Maps of the Antarctica Continent

Maps of the Antarctica Continent

Antarctica is the southernmost continent on Earth, as opposed to the Arctic, and includes the lands and waters surrounding the South Pole.
Located in the southern hemisphere south of the Antarctic Circle, surrounded by the Southern Ocean, with a total area of ​​about 14 million square kilometers is the fourth-largest continent, after Asia, Africa and America.
98% of the territory is covered by ice of the Antarctic ice cap whose average thickness is 1,600 m, representing the continent cold and inhospitable planet.
By convention the geographical boundary is delimited by the so-called Antarctic Convergence, the latitude (50 ° S) where surface waters plunge subtropical. The area between the 50th and the Antarctic Circle is defined subantarctic.
On average, the coldest place on Earth and the largest reserves of fresh water on the planet. The area has the highest average elevation above sea level of all continents. Antarctica is considered a desert, with annual rainfall of only 200 mm along the coast, and much less in the interior regions.
Antarctica, with his ice, has an important role in the balance of the planet climate-environment, because every change of the cap affects global thermal balance, atmospheric and ocean circulation and sea level.
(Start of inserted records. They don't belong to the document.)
//! Logging configuration and initialization
//!
//! Centralized `tracing` setup for all siphon binaries. Supports console
//! and/or daily-rotated file output, text or JSON format, and env-based
//! configuration. Use the structured macros (`debug!`, `info!`, ...) with
//! fields rather than `println!`.

use anyhow::{Context, Result};
use serde::{Deserialize, Serialize};
use std::path::PathBuf;
use tracing::Level;
use tracing_subscriber::{
    fmt::{self, format::FmtSpan},
    layer::SubscriberExt,
    util::SubscriberInitExt,
    EnvFilter,
};

/// Minimum log level to display
#[derive(Debug, Clone, Copy, PartialEq, Eq, Serialize, Deserialize, Default)]
#[serde(rename_all = "lowercase")]
pub enum LogLevel {
    Trace,
    Debug,
    #[default]
    Info,
    Warn,
    Error,
}

impl LogLevel {
    pub fn to_tracing_level(self) -> Level {
        match self {
            LogLevel::Trace => Level::TRACE,
            LogLevel::Debug => Level::DEBUG,
            LogLevel::Info => Level::INFO,
            LogLevel::Warn => Level::WARN,
            LogLevel::Error => Level::ERROR,
        }
    }
}

impl std::str::FromStr for LogLevel {
    type Err = anyhow::Error;

    fn from_str(s: &str) -> std::result::Result<Self, Self::Err> {
        match s.to_lowercase().as_str() {
            "trace" => Ok(LogLevel::Trace),
            "debug" => Ok(LogLevel::Debug),
            "info" => Ok(LogLevel::Info),
            "warn" | "warning" => Ok(LogLevel::Warn),
            "error" => Ok(LogLevel::Error),
            _ => Err(anyhow::anyhow!("Invalid log level: {}", s)),
        }
    }
}

/// Log format
#[derive(Debug, Clone, Copy, PartialEq, Eq, Serialize, Deserialize, Default)]
#[serde(rename_all = "lowercase")]
pub enum LogFormat {
    #[default]
    Text,
    Json,
}

impl std::str::FromStr for LogFormat {
    type Err = anyhow::Error;

    fn from_str(s: &str) -> std::result::Result<Self, Self::Err> {
        match s.to_lowercase().as_str() {
            "text" | "pretty" => Ok(LogFormat::Text),
            "json" => Ok(LogFormat::Json),
            _ => Err(anyhow::anyhow!("Invalid log format: {}", s)),
        }
    }
}

/// Logging configuration
#[derive(Debug, Clone, Serialize, Deserialize)]
pub struct LogConfig {
    /// Minimum log level to display
    pub level: LogLevel,

    /// Log format (text or JSON)
    pub format: LogFormat,

    /// Directory for log files, when file output is enabled
    pub log_dir: PathBuf,

    /// Log file name prefix ("siphon" -> "siphon.2024-01-18.log")
    pub log_file_prefix: String,

    /// Whether to also write to a daily-rotated log file
    pub log_to_file: bool,

    /// Additional filter directives (e.g. "sqlx=warn")
    pub filter_directives: Option<String>,
}

impl Default for LogConfig {
    fn default() -> Self {
        Self {
            level: LogLevel::Info,
            format: LogFormat::Text,
            log_dir: PathBuf::from("./logs"),
            log_file_prefix: "siphon".to_string(),
            log_to_file: false,
            filter_directives: None,
        }
    }
}

impl LogConfig {
    /// Load configuration from environment variables
    ///
    /// - `LOG_LEVEL`: trace, debug, info, warn, error
    /// - `LOG_FORMAT`: text, json
    /// - `LOG_DIR`: directory for log files
    /// - `LOG_FILE_PREFIX`: prefix for log files
    /// - `LOG_TO_FILE`: also write a daily-rotated file (true/false)
    /// - `LOG_FILTER`: additional filter directives
    pub fn from_env() -> Result<Self> {
        let mut config = Self::default();

        if let Ok(level) = std::env::var("LOG_LEVEL") {
            config.level = level.parse()?;
        }
        if let Ok(format) = std::env::var("LOG_FORMAT") {
            config.format = format.parse()?;
        }
        if let Ok(dir) = std::env::var("LOG_DIR") {
            config.log_dir = PathBuf::from(dir);
        }
        if let Ok(prefix) = std::env::var("LOG_FILE_PREFIX") {
            config.log_file_prefix = prefix;
        }
        if let Ok(val) = std::env::var("LOG_TO_FILE") {
            config.log_to_file = val.parse().unwrap_or(false);
        }
        if let Ok(filter) = std::env::var("LOG_FILTER") {
            config.filter_directives = Some(filter);
        }

        Ok(config)
    }

    pub fn with_level(mut self, level: LogLevel) -> Self {
        self.level = level;
        self
    }

    pub fn with_file_prefix(mut self, prefix: impl Into<String>) -> Self {
        self.log_file_prefix = prefix.into();
        self
    }
}

/// Initialize the global tracing subscriber
///
/// Should only be called once at application startup.
pub fn init_logging(config: &LogConfig) -> Result<()> {
    let mut filter =
        EnvFilter::from_default_env().add_directive(config.level.to_tracing_level().into());

    if let Some(ref directives) = config.filter_directives {
        for directive in directives.split(',') {
            filter = filter.add_directive(
                directive
                    .parse()
                    .context("Failed to parse filter directive")?,
            );
        }
    }

    let console_layer = fmt::layer()
        .with_writer(std::io::stdout)
        .with_target(true)
        .with_span_events(FmtSpan::CLOSE);

    if config.log_to_file {
        std::fs::create_dir_all(&config.log_dir).context("Failed to create log directory")?;

        let file_appender =
            tracing_appender::rolling::daily(&config.log_dir, &config.log_file_prefix);
        let (non_blocking, guard) = tracing_appender::non_blocking(file_appender);
        // The guard must outlive the subscriber; leak it for the process lifetime.
        std::mem::forget(guard);

        match config.format {
            LogFormat::Text => tracing_subscriber::registry()
                .with(filter)
                .with(console_layer)
                .with(
                    fmt::layer()
                        .with_writer(non_blocking)
                        .with_target(true)
                        .with_span_events(FmtSpan::CLOSE)
                        .with_ansi(false),
                )
                .try_init()?,
            LogFormat::Json => tracing_subscriber::registry()
                .with(filter)
                .with(console_layer.json())
                .with(
                    fmt::layer()
                        .with_writer(non_blocking)
                        .with_target(true)
                        .with_span_events(FmtSpan::CLOSE)
                        .with_ansi(false)
                        .json(),
                )
                .try_init()?,
        }
    } else {
        match config.format {
            LogFormat::Text => tracing_subscriber::registry()
                .with(filter)
                .with(console_layer)
                .try_init()?,
            LogFormat::Json => tracing_subscriber::registry()
                .with(filter)
                .with(console_layer.json())
                .try_init()?,
        }
    }

    Ok(())
}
The continent has not been inhabited in the past and is not permanently inhabited even in modern times by any human population; nevertheless there are, throughout the year, between 1,000 and 5,000 people living in the various scientific research stations scattered across Antarctica.
The continent live only plants and animals that have adapted to the harsh climate, including 1993 knew penguins, seals, 85 species of mosses, 200 species of lichens, 28 species of fungi, 25 species of marchantiophyta, and many types of algae .
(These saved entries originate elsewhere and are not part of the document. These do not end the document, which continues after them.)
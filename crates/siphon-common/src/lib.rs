//! Siphon Common Library
//!
//! Shared types and utilities for the siphon workspace:
//!
//! - **Error Handling**: the `SiphonError` taxonomy and `Result` alias
//! - **Logging**: centralized `tracing` setup for all binaries
//! - **Cleaning**: deep-clean utilities for JSON documents

pub mod clean;
pub mod error;
pub mod logging;

// Re-export commonly used types
pub use error::{Result, SiphonError};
The name derives from the greek Antarctic antarktikós (ἀνταρκτικός) or “opposite the Arctic.” Although since ancient times it supposes the existence of a Terra Australis the first confirmed sighting of the continent dates back to 1820 at the hands of the Russian expedition of Bellingshausen and Lazarev, but the discovery was almost ignored throughout the nineteenth century because of ‘ inhospitable continent. The first formal use of the name in reference to an Antarctic continent, dating back to the 1890s, is attributed to the Scottish cartographer John George Bartholomew.
Since 1959 the political status of Antarctica is governed by the Antarctic Treaty, signed by 46 countries to date. The treaty prohibits military activities and mining, supports scientific research, and protects the continent’s ecozone. Experiments are being conducted by more than 4,000 scientists of many nationalities and with different research interests.